Strictly Increasing Subsequence

You are given an array representing the number of flowers in each bed. Your task is to determine whether there exists a strictly increasing subsequence of length \( k \) among these flower beds. A strictly increasing subsequence is defined as a sequence of indices \( i_1, i_2, \ldots, i_k \) such that \( 1 \leq i_1 < i_2 < \cdots < i_k \leq n \) and the corresponding values satisfy \( a_{i_1} < a_{i_2} < \cdots < a_{i_k} \).

If such a subsequence exists, print yes; otherwise, print no.

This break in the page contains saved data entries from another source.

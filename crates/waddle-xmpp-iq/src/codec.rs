//! Configured entry point for decoding and encoding IQs.

use std::io::BufRead;
use std::sync::Arc;

use crate::config::CodecConfig;
use crate::iq::Iq;
use crate::parser::XmlReader;
use crate::registry::PayloadRegistry;
use crate::writer::XmlWriter;
use crate::CodecError;

/// IQ codec bound to a configuration and a payload registry.
///
/// Cheap to clone; clones share the registry.
#[derive(Debug, Clone)]
pub struct IqCodec {
    config: CodecConfig,
    registry: Arc<PayloadRegistry>,
}

impl IqCodec {
    pub fn new(config: CodecConfig, registry: Arc<PayloadRegistry>) -> Self {
        Self { config, registry }
    }

    /// Default configuration over the process-wide registry.
    pub fn with_defaults() -> Self {
        Self::new(CodecConfig::default(), PayloadRegistry::global())
    }

    pub fn config(&self) -> &CodecConfig {
        &self.config
    }

    pub fn registry(&self) -> &Arc<PayloadRegistry> {
        &self.registry
    }

    /// Reader over `source` with this codec's limits applied.
    pub fn reader<'r>(&self, source: &'r str) -> XmlReader<'r> {
        let reader = XmlReader::new(source).with_max_depth(self.config.max_depth);
        if self.config.capture_raw {
            reader
        } else {
            reader.without_raw_capture()
        }
    }

    /// Decode one IQ from a string.
    pub fn decode_str(&self, xml: &str) -> Result<Iq, CodecError> {
        Iq::decode(&mut self.reader(xml), &self.registry)
    }

    /// Decode the next IQ from a buffered stream. `raw_xml` is never
    /// captured from streams.
    pub fn decode<R: BufRead>(&self, source: R) -> Result<Iq, CodecError> {
        let mut reader = XmlReader::from_reader(source).with_max_depth(self.config.max_depth);
        Iq::decode(&mut reader, &self.registry)
    }

    /// Encode an IQ with the configured default namespace in scope.
    pub fn encode(&self, iq: &Iq) -> Result<String, CodecError> {
        let mut writer = XmlWriter::with_default_namespace(self.config.default_namespace.clone());
        iq.encode(&mut writer)?;
        writer.into_string()
    }
}
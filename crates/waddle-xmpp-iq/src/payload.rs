//! The IQ payload capability.
//!
//! Anything carried as a first-level child of an `<iq/>` implements
//! [`IqPayload`]. Known payloads get their own typed struct; everything else
//! decodes into a generic [`Node`](crate::Node).

use std::any::Any;
use std::fmt;

use crate::parser::{StartTag, XmlReader};
use crate::writer::XmlWriter;
use crate::{CodecError, QName};

/// A typed IQ payload.
///
/// Implementors only need `Clone + Debug` besides the methods below; the
/// object-safe helpers in [`AnyPayload`] are provided by a blanket impl.
pub trait IqPayload: AnyPayload + fmt::Debug + Send + Sync + 'static {
    /// Qualified name of the element this payload is written as.
    fn name(&self) -> QName;

    /// Fill `self` from the element opened by `start`.
    ///
    /// The reader is positioned right after the start tag; implementations
    /// must consume everything through the matching end tag.
    fn decode(&mut self, reader: &mut XmlReader<'_>, start: &StartTag) -> Result<(), CodecError>;

    /// Write the payload as one complete element.
    fn encode(&self, writer: &mut XmlWriter) -> Result<(), CodecError>;
}

/// Object-safe cloning and downcasting for boxed payloads.
pub trait AnyPayload {
    /// Clone into a new box.
    fn clone_payload(&self) -> Box<dyn IqPayload>;
    /// Borrow as `Any` for downcasting.
    fn as_any(&self) -> &dyn Any;
}

impl<T: IqPayload + Clone> AnyPayload for T {
    fn clone_payload(&self) -> Box<dyn IqPayload> {
        Box::new(self.clone())
    }

    fn as_any(&self) -> &dyn Any {
        self
    }
}

impl Clone for Box<dyn IqPayload> {
    fn clone(&self) -> Self {
        self.clone_payload()
    }
}

impl dyn IqPayload {
    /// Whether the payload is of concrete type `T`.
    pub fn is<T: IqPayload>(&self) -> bool {
        self.as_any().is::<T>()
    }

    /// Borrow the payload as concrete type `T`.
    pub fn downcast_ref<T: IqPayload>(&self) -> Option<&T> {
        self.as_any().downcast_ref::<T>()
    }

    /// Serialize this payload on its own.
    pub fn to_xml(&self) -> Result<String, CodecError> {
        let mut writer = XmlWriter::new();
        self.encode(&mut writer)?;
        writer.into_string()
    }
}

Note: Use the dynamic programming approach where you maintain an array \( dp \) such that \( dp[i] \) is the length of the longest strictly increasing subsequence ending at index \( i \). The recurrence relation is given by:

[ dp[i] = \max_{0 \leq j < i \text{ and } a[j] < a[i]}{dp[j]} + 1 ]

inputFormat

The input is read from stdin and consists of three lines:

1. An integer \( n \) representing the number of flower beds.
2. \( n \) space-separated integers representing the number of flowers in each bed.
3. An integer \( k \) representing the desired length of the strictly increasing subsequence.

outputFormat

The output is written to stdout and should be a single line containing either yes or no depending on whether a strictly increasing subsequence of length \( k \) exists in the given array.

6
1 2 1 2 3 4
3

yes